"Sire, they are a danger to your kingdom, your crown, and your life!" So thundered a member of King Aethelred's Witan, his group of counselors, in the fall of 1002.
"Surely... surely not," the king replied. "They are my subjects."
"The are Danes," the counselor replied. "The same Danes that have been sowing death and destruction in England for a decade! They rule the northeast all but in name. Do you not think they hunger for more?"
"I..." The king frowned. "My subjects join in the pillage with the raiders?"
"It is said, sire, that one of your very ealdormen heads a conspiracy against you."
"What?" The king startled upright upon his throne. "Do you speak of Pallig?"
"Aye, sire, Pallig Tokesen, the Dane you rewarded with the keeping of Devonshire. Do you see how your generosity is perverted?"
"Treachery!" Aethelred's complexion reddened. "After I raised him with mine own hand!" He stood, paced the room. "Something must be done. Certainly."
The members of the Witan looked 'round at each other, and it was young Eadric son of Aethelric who slowly lifted a sheet of parchment. "The great men of England thought perhaps... but no, no one would dare..."
"Dare? I am the king," Aethelred snarled, snatching the parchment away. "What is this?"
"The draft of a letter, sire," Eadric said, meek as a mouse. "Which could be copied and sent throughout England... if your Majesty wills it."
Aethelred - Aethelred called Unraed, 'ill advised' - read the letter, growing very still. He face changed from red, to white, and the Witan shifted nervously on their benches. But then the king began to tremble, to flush, and he raised the letter on high before slamming it back onto the table. "Send it! Send it, for I say it is no crime to strike at those who would rise up against their rightful king."

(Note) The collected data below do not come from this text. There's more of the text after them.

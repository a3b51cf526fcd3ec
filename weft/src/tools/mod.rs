//! Named callable catalog with signatures.
//!
//! Tools are registered by name and handed to the LLM adapter as part of a
//! node's request; lookup is exact. Missing names surface at node-execution
//! time, not at plan build, so tools can be registered after materialization.

use std::collections::HashMap;
use std::sync::Arc;

use async_trait::async_trait;
use serde_json::Value;

use crate::error::EngineError;

/// Tool signature: name, description for the model, and the JSON schema of
/// its arguments.
#[derive(Debug, Clone, PartialEq, serde::Serialize, serde::Deserialize)]
pub struct ToolSpec {
    pub name: String,
    pub description: Option<String>,
    pub input_schema: Value,
}

#[derive(Debug, thiserror::Error)]
pub enum ToolError {
    #[error("invalid arguments: {0}")]
    InvalidArgs(String),
    #[error("{0}")]
    Execution(String),
}

/// A single callable tool.
#[async_trait]
pub trait Tool: Send + Sync {
    /// Unique name within a registry; what nodes reference in `tools`.
    fn name(&self) -> &str;

    fn spec(&self) -> ToolSpec;

    /// Executes with JSON arguments, returning a JSON result.
    async fn call(&self, args: Value) -> Result<Value, ToolError>;
}

/// Exact-name tool catalog shared by the engine.
#[derive(Default)]
pub struct ToolRegistry {
    tools: HashMap<String, Arc<dyn Tool>>,
}

impl ToolRegistry {
    pub fn new() -> Self {
        Self::default()
    }

    /// Registers a tool; an existing tool of the same name is replaced.
    pub fn register(&mut self, tool: Arc<dyn Tool>) {
        self.tools.insert(tool.name().to_string(), tool);
    }

    pub fn get(&self, name: &str) -> Option<Arc<dyn Tool>> {
        self.tools.get(name).cloned()
    }

    pub fn list(&self) -> Vec<ToolSpec> {
        let mut specs: Vec<ToolSpec> = self.tools.values().map(|t| t.spec()).collect();
        specs.sort_by(|a, b| a.name.cmp(&b.name));
        specs
    }

    /// Resolves the named tools for one node, erroring on the first missing
    /// name.
    pub fn specs_for(&self, names: &[String]) -> Result<Vec<ToolSpec>, EngineError> {
        names
            .iter()
            .map(|name| {
                self.tools
                    .get(name)
                    .map(|t| t.spec())
                    .ok_or_else(|| EngineError::ToolMissing(name.clone()))
            })
            .collect()
    }

    /// Invokes a registered tool by name.
    pub async fn call(&self, name: &str, args: Value) -> Result<Value, EngineError> {
        let tool = self
            .get(name)
            .ok_or_else(|| EngineError::ToolMissing(name.to_string()))?;
        tool.call(args).await.map_err(|e| EngineError::ToolFailure {
            name: name.to_string(),
            message: e.to_string(),
        })
    }
}

#[cfg(test)]
mod tests {
    use super::*;
    use serde_json::json;

    struct Upper;

    #[async_trait]
    impl Tool for Upper {
        fn name(&self) -> &str {
            "upper"
        }

        fn spec(&self) -> ToolSpec {
            ToolSpec {
                name: "upper".to_string(),
                description: Some("Uppercases `text`".to_string()),
                input_schema: json!({
                    "type": "object",
                    "properties": {"text": {"type": "string"}},
                    "required": ["text"],
                }),
            }
        }

        async fn call(&self, args: Value) -> Result<Value, ToolError> {
            let text = args
                .get("text")
                .and_then(Value::as_str)
                .ok_or_else(|| ToolError::InvalidArgs("`text` must be a string".into()))?;
            Ok(json!(text.to_uppercase()))
        }
    }

    #[tokio::test]
    async fn register_and_call() {
        let mut registry = ToolRegistry::new();
        registry.register(Arc::new(Upper));
        let out = registry.call("upper", json!({"text": "hi"})).await.unwrap();
        assert_eq!(out, json!("HI"));
    }

    #[tokio::test]
    async fn missing_tool_is_an_error_at_call_time() {
        let registry = ToolRegistry::new();
        let err = registry.call("nope", json!({})).await.unwrap_err();
        assert!(matches!(err, EngineError::ToolMissing(name) if name == "nope"));
    }

    #[test]
    fn specs_for_errors_on_first_missing_name() {
        let mut registry = ToolRegistry::new();
        registry.register(Arc::new(Upper));
        let err = registry
            .specs_for(&["upper".to_string(), "lower".to_string()])
            .unwrap_err();
        assert!(matches!(err, EngineError::ToolMissing(name) if name == "lower"));
    }

    #[tokio::test]
    async fn tool_failure_carries_name() {
        let mut registry = ToolRegistry::new();
        registry.register(Arc::new(Upper));
        let err = registry.call("upper", json!({})).await.unwrap_err();
        match err {
            EngineError::ToolFailure { name, message } => {
                assert_eq!(name, "upper");
                assert!(message.contains("`text` must be a string"), "{}", message);
            }
            other => panic!("expected ToolFailure, got {:?}", other),
        }
    }
}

And so the letters were sent, to the west and the south and to Kent, but perhaps not to the lands hard by York called the Danelaw.

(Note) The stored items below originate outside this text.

//! End-to-end engine scenarios through the public API, against the SQLite
//! repository where persistence matters.

use std::collections::BTreeMap;
use std::sync::Arc;

use serde_json::{json, Value};
use weft::{
    Engine, EngineError, ExperimentRunner, ExperimentStore, MemoryExperimentStore, MockLlm, Plan,
    RunOptions, RunStatus, SingleClientFactory, SqliteRunRepository, ToolRegistry,
};

const RESEARCH_WRITE: &str = r#"
schema_version: "1.0"
flow:
  name: research-write
  description: Research a topic, then write an article from the notes.
state:
  fields:
    topic: { type: str, required: true }
    research: { type: str }
    article: { type: str }
nodes:
  - id: research
    prompt: "Research {topic}"
    llm: { provider: echo, model: echo-1 }
    outputs: [research]
  - id: write
    prompt: "Write an article from: {research}"
    llm: { provider: echo, model: echo-1 }
    outputs: [article]
edges:
  - { from: START, to: research }
  - { from: research, to: write }
  - { from: write, to: END }
"#;

fn inputs(pairs: &[(&str, Value)]) -> BTreeMap<String, Value> {
    pairs.iter().map(|(k, v)| (k.to_string(), v.clone())).collect()
}

fn sqlite_engine(dir: &tempfile::TempDir) -> Arc<Engine> {
    let repo = SqliteRunRepository::new(dir.path().join("weft.db")).unwrap();
    Arc::new(Engine::new(
        Arc::new(repo),
        Arc::new(weft::DefaultLlmFactory),
        Arc::new(ToolRegistry::new()),
    ))
}

/// Two-node linear flow: both state fields populated, topological order
/// respected, the second node saw the first node's output.
#[tokio::test]
async fn two_node_linear_run_persists_to_sqlite() {
    let dir = tempfile::tempdir().unwrap();
    let engine = sqlite_engine(&dir);
    let plan = Plan::from_yaml_str(RESEARCH_WRITE).unwrap();

    let record = engine
        .execute(&plan, inputs(&[("topic", json!("rust"))]), RunOptions::default())
        .await
        .unwrap();

    assert_eq!(record.status, RunStatus::Completed);
    let research = record.outputs["research"].as_str().unwrap();
    let article = record.outputs["article"].as_str().unwrap();
    assert!(!research.is_empty());
    assert!(!article.is_empty());
    // `write` ran after `research` and observed its output in state.
    assert!(article.contains(research), "{} should embed {}", article, research);

    // The record survives in the shared store.
    let stored = engine.repo().get(record.run_id).await.unwrap().unwrap();
    assert_eq!(stored.status, RunStatus::Completed);
    assert_eq!(stored.workflow_name, "research-write");
    assert!(stored.duration_seconds.unwrap() >= 0.0);
}

/// Type retry: the provider first answers `"85"` where an int is declared;
/// one retry later the run completes with a real integer.
#[tokio::test]
async fn type_retry_recovers_and_completes() {
    const GRADE: &str = r#"
schema_version: "1.0"
flow: { name: grade }
state:
  fields:
    essay: { type: str, required: true }
    score: { type: int }
nodes:
  - id: grade
    prompt: "Grade: {essay}"
    llm: { model: test-model }
    outputs: [score]
    output_schema:
      score: { type: int }
    retry: 2
edges:
  - { from: START, to: grade }
  - { from: grade, to: END }
"#;
    let mock = Arc::new(MockLlm::new(vec![
        Ok(json!({"score": "85"})),
        Ok(json!({"score": 85})),
    ]));
    let engine = Arc::new(Engine::new(
        Arc::new(weft::MemoryRunRepository::new()),
        Arc::new(SingleClientFactory(mock.clone())),
        Arc::new(ToolRegistry::new()),
    ));
    let plan = Plan::from_yaml_str(GRADE).unwrap();

    let record = engine
        .execute(&plan, inputs(&[("essay", json!("fine work"))]), RunOptions::default())
        .await
        .unwrap();

    assert_eq!(record.status, RunStatus::Completed);
    assert_eq!(record.outputs["score"], json!(85));
    assert_eq!(record.metrics.get("grade.retries"), Some(&1.0));
    assert_eq!(mock.requests().len(), 2);
}

/// Restart: a completed run's snapshot re-materializes into a fresh run with
/// a new id and a `parent_run_id` link; the original record is unchanged.
#[tokio::test]
async fn restart_from_snapshot_is_a_new_linked_run() {
    let dir = tempfile::tempdir().unwrap();
    let engine = sqlite_engine(&dir);
    let plan = Plan::from_yaml_str(RESEARCH_WRITE).unwrap();

    let original = engine
        .execute(&plan, inputs(&[("topic", json!("ferris"))]), RunOptions::default())
        .await
        .unwrap();

    let (new_id, handle) = engine.restart(original.run_id).await.unwrap();
    handle.await.unwrap();

    let restarted = engine.repo().get(new_id).await.unwrap().unwrap();
    assert_ne!(restarted.run_id, original.run_id);
    assert_eq!(restarted.parent_run_id, Some(original.run_id));
    assert_eq!(restarted.config_snapshot, original.config_snapshot);
    assert_eq!(restarted.status, RunStatus::Completed);

    let untouched = engine.repo().get(original.run_id).await.unwrap().unwrap();
    assert_eq!(untouched.completed_at, original.completed_at);
    assert_eq!(untouched.outputs, original.outputs);
}

/// A/B: two variants, three runs each, evaluated on cost ascending with
/// nearest-rank percentiles.
#[tokio::test]
async fn ab_experiment_records_and_ranks_six_runs() {
    const AB: &str = r#"
schema_version: "1.0"
flow: { name: priced }
state:
  fields:
    message: { type: str, required: true }
    result: { type: str }
nodes:
  - id: reply
    prompt: "Reply to {message}"
    llm: { model: test-model }
    outputs: [result]
edges:
  - { from: START, to: reply }
  - { from: reply, to: END }
optimization:
  ab_test:
    experiment_name: cost-test
    run_count: 3
    variants:
      - { name: a, prompt: "Short reply to {message}", node_id: reply }
      - { name: b, prompt: "Long reply to {message}", node_id: reply }
"#;
    // Six calls at a fixed cost; both variants therefore tie on mean and the
    // ranking falls back to the variant-name order.
    let mock = Arc::new(MockLlm::new(vec![Ok(json!("ok")); 6]).with_cost(0.02));
    let engine = Arc::new(Engine::new(
        Arc::new(weft::MemoryRunRepository::new()),
        Arc::new(SingleClientFactory(mock)),
        Arc::new(ToolRegistry::new()),
    ));
    let store = Arc::new(MemoryExperimentStore::new());
    let runner = ExperimentRunner::new(engine, store.clone());
    let plan = Plan::from_yaml_str(AB).unwrap();

    let report = runner
        .run_ab_test(&plan, inputs(&[("message", json!("hello"))]))
        .await
        .unwrap();
    assert_eq!(report.total_runs, 6);

    let runs = store.list_runs("cost-test", None).await.unwrap();
    assert_eq!(runs.len(), 6);

    let ranked = runner.evaluate("cost-test", "cost_usd", true).await.unwrap();
    assert_eq!(ranked.len(), 2);
    assert_eq!(ranked[0].variant_name, "a");
    assert_eq!(ranked[0].count, 3);
    assert!((ranked[0].mean - 0.02).abs() < 1e-9);
    assert_eq!(ranked[0].p50, ranked[0].p99, "constant cost, flat percentiles");
}

/// Bad declarations fail materialization with a user-facing validation error.
#[tokio::test]
async fn invalid_declaration_is_a_user_error() {
    let source = RESEARCH_WRITE.replace("outputs: [article]", "outputs: [articel]");
    let err = Plan::from_yaml_str(&source).unwrap_err();
    assert!(err.is_user_error());
    match err {
        EngineError::ConfigValidation(report) => {
            assert!(report.issues[0].suggestion.as_deref() == Some("article"));
        }
        other => panic!("expected ConfigValidation, got {:?}", other),
    }
}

And on the morning of the thirteenth of November, 1002 - the feast day of St. Brice - the English took by surprise the Danes who lived among them, and killed them, to make England safe from their plots.
Ealdorman Pallig was killed, aye, and his wife Gunhilde, and many Danish mercenaries, and many more Danes of all ages and both sexes besides.
Gunhilde, the sister of Sweyn Forkbeard, the king of the Danes.
Sweyn Forkbeard, who came in the spring of 1003 with ships to raid. And again, and again, death and destruction each year until 1014, when he forced King Aethelred, Aethelred the Ill-Advised, to flee to Normandy and took the English throne for himself.
So was England made safe from the Danes.
Notes:
The extent of the St. Brice's Day Massacre is debatable. We have Aethelred's own words, from a church charter in Oxford, describing slayings taking place in that town, and an archaeological find that may be related. The Anglo-Saxon Chronicle also notes it as a slaying of "Danish men" in England. Later Norman chronicles extend the carnage to women and children, and one adds some lurid details. It must be admitted that later Norman chroniclers had a vested interest in making English kings look bad.
Period sources do give Gunhilde's death as a reason for Sweyn's invasion. This could be true, or it could be a "just so" story.
Eadric Streona would only just have gotten to court in 1002 and probably wouldn't have been at the Witan. Later in his life, he betrayed and killed a Danish nobleman who had accepted his hospitality, and he is generally the most famous English villain of the 11th century, so the plot seemed like it would be right up his alley. I put him in under fictional license.
Aethelred "the Unready" was actually Aethelraed Unraed, "Noble Counsel the Poorly-Counseled."
Of course there exist no records of the Witan meeting where the massacre was decreed. But we have Aethelred's word that it happened:
"For it is fully agreed that to all dwelling in this country it will be well known that, since a decree was sent out by me with the counsel of my leading men and magnates, to the effect that all the Danes who had sprung up in this island, sprouting like cockle amongst the wheat, were to be destroyed by a most just extermination, and thus this decree was to be put into effect even as far as death, those Danes who dwelt in the afore-mentioned town, striving to escape death, entered this sanctuary of Christ, having broken by force the doors and bolts, and resolved to make refuge and defence for themselves therein against the people of the town and the suburbs; but when all the people in pursuit strove, forced by necessity, to drive them out, and could not, they set fire to the planks and burnt, as it seems, this church with its ornaments and its books. Afterwards, with God's aid, it was renewed by me."